• **EXERCISE DETAILS**
Whenever a line below mentions the word "applier", that line should be copied.

Dataset excerpts:
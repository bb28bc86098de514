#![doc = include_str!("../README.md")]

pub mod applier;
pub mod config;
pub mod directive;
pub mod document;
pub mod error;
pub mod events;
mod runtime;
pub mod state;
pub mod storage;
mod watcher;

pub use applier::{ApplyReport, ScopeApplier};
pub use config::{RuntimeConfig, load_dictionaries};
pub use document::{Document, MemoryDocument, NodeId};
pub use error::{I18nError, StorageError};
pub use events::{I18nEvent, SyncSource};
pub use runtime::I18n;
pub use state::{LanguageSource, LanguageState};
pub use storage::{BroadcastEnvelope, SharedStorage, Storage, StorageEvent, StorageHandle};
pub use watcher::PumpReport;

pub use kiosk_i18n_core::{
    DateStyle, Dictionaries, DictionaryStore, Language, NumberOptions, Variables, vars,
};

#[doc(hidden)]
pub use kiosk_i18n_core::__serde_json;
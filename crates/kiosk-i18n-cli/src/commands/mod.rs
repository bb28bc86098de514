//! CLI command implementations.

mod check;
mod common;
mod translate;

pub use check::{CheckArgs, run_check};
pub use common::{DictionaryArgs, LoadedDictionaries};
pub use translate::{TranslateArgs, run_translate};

* * *

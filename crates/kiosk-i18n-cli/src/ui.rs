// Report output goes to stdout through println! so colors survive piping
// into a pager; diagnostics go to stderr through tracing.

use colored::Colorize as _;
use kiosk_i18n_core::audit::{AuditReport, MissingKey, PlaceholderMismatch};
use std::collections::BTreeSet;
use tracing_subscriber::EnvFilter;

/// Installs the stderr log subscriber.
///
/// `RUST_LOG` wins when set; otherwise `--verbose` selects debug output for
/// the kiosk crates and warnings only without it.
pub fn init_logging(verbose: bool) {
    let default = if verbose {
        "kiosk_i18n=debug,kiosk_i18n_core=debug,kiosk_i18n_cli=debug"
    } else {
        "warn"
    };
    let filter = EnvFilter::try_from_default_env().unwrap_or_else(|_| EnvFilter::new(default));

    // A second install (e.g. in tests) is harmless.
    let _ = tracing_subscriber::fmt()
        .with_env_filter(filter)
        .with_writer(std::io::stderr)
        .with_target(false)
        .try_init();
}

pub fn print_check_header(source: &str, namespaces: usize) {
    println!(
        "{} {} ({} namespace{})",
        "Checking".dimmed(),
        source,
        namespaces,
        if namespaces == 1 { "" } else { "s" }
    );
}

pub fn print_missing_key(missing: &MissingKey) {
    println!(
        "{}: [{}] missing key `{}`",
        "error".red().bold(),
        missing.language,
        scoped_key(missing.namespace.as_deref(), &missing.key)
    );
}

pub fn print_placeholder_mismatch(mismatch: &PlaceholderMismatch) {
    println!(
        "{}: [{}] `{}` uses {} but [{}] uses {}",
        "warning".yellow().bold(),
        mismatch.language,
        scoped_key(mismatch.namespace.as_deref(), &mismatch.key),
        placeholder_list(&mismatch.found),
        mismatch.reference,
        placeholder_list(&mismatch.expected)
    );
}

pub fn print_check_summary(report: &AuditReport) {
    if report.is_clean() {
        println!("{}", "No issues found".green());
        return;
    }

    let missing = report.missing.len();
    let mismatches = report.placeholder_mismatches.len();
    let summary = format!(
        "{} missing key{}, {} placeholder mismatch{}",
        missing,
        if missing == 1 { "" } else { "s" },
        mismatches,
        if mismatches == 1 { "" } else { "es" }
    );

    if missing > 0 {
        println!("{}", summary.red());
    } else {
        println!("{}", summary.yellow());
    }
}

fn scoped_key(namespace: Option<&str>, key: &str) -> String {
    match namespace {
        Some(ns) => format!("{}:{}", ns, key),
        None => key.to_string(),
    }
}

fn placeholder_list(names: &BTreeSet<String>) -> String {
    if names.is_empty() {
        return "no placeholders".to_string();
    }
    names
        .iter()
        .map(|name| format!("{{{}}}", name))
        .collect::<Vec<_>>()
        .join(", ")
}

• **OUTPUT**
pub mod applier;
pub use applier::{ApplyReport, ScopeApplier};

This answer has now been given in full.